Understanding cravings and urges

By Jack Fay Published 1 min read

A craving can feel like an emergency. The body says now. The mind says now. The old pattern starts narrowing the room until one action looks like the only way out.

That is why language matters. A craving is not a verdict on your recovery. An urge is not an instruction. It is a signal that something has started moving: discomfort, memory, stress, boredom, loneliness, relief-seeking, access, a person, a place, a time of day.

The practical question is not, “Why am I like this?” The practical question is, “Where is the first place I can interrupt the sequence?”

Cravings are often a sequence, not a single moment

Most people talk about cravings as if they appear all at once. Sometimes they do. More often, there is a buildup:

  • a body state: tired, hungry, wired, restless, in pain
  • an emotional state: shame, anger, loneliness, boredom, excitement, overconfidence
  • a situation: after work, late night, payday, after conflict, after success
  • a thought: “This time is different,” “I can handle it,” “I need relief now”
  • an action that moves closer to the old pattern

The earlier you catch the sequence, the more options you have. That is the Awareness step in the app’s loop: notice what is forming before autopilot takes over.

The urge is loudest when it pretends to be permanent

One of the hardest parts of a craving is the way it collapses time. It can make the next ten minutes feel like the whole future.

That is the lie to watch for. The moment is real, but it is not the whole story. You do not have to solve your entire recovery while the urge is loud. You need one interruption: stand up, change rooms, put distance between you and access, text one person, write one honest sentence, take the next small action that does not feed the pattern.

What helps is usually specific

Generic advice tends to fail in the exact moment it is needed. “Calm down” is not a plan. “Do something healthy” is not a plan.

A useful plan names the actual next move:

  • “Walk outside for five minutes.”
  • “Put the keys in another room.”
  • “Text Sam: can you stay on the phone for ten?”
  • “Eat something before deciding anything.”
  • “Open the journal and write what the craving is promising.”
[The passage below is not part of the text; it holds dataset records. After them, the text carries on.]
//! Run result types

use std::fmt;
use std::path::PathBuf;

use crate::config::{ConfigWarning, PluginKind};
use crate::domain::entities::{TestResult, Verdict};

/// Results of one plugin of one config node
#[derive(Debug, Clone)]
pub struct PluginReport {
    pub kind: PluginKind,
    pub results: Vec<TestResult>,
}

/// Everything executed for one `save.toml`
#[derive(Debug, Clone)]
pub struct NodeReport {
    /// Path of the `save.toml`
    pub location: PathBuf,
    pub suite_name: String,
    pub plugins: Vec<PluginReport>,
}

/// Verdict counters
#[derive(Debug, Clone, Copy, Default, PartialEq, Eq)]
pub struct RunSummary {
    pub passed: usize,
    pub failed: usize,
    pub ignored: usize,
    pub crashed: usize,
}

impl RunSummary {
    pub fn total(&self) -> usize {
        self.passed + self.failed + self.ignored + self.crashed
    }

    fn record(&mut self, verdict: &Verdict) {
        match verdict {
            Verdict::Pass(_) => self.passed += 1,
            Verdict::Fail(_) => self.failed += 1,
            Verdict::Ignored(_) => self.ignored += 1,
            Verdict::Crash(_) => self.crashed += 1,
        }
    }
}

impl fmt::Display for RunSummary {
    fn fmt(&self, f: &mut fmt::Formatter<'_>) -> fmt::Result {
        write!(
            f,
            "{} tests: {} passed, {} failed, {} crashed, {} ignored",
            self.total(),
            self.passed,
            self.failed,
            self.crashed,
            self.ignored
        )
    }
}

/// Result of a run
#[derive(Debug, Clone, Default)]
pub struct RunReport {
    pub nodes: Vec<NodeReport>,
    /// Unknown keys found in any loaded `save.toml`
    pub config_warnings: Vec<ConfigWarning>,
}

impl RunReport {
    /// Every test result in execution order
    pub fn results(&self) -> impl Iterator<Item = &TestResult> {
        self.nodes
            .iter()
            .flat_map(|node| node.plugins.iter())
            .flat_map(|plugin| plugin.results.iter())
    }

    pub fn summary(&self) -> RunSummary {
        let mut summary = RunSummary::default();
        for result in self.results() {
            summary.record(&result.verdict);
        }
        summary
    }

    /// No Fail or Crash verdict anywhere
    pub fn is_success(&self) -> bool {
        self.results().all(|result| !result.verdict.is_failure())
    }
}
This is why the app asks for your triggers, fast coping tools, warning signs, support contacts, and your own message to yourself. The point is not to build a perfect profile. The point is to make your next move easier to find when the moment gets loud.

Where the related tools fit

If you want the fastest next step, start with what to do the moment a craving hits.

If the urge feels like a wave, read what urge surfing means.

If the craving tends to show up when your body is depleted, start with HALT.

If the moment usually starts earlier than you notice, read how to spot early warning signs.

How the app uses this

The crisis flow is built for the exact place where knowing and doing split apart. It keeps your own words, your own tools, and your own people close enough to reach. On regular days, the check-in, journal, Recovery Profile, and safety plan are how you keep teaching the app what the sequence looks like for you.

This is not a replacement for real care, community, or emergency help. It is a practical layer for the moment when the old pattern starts moving and you need the next right action close.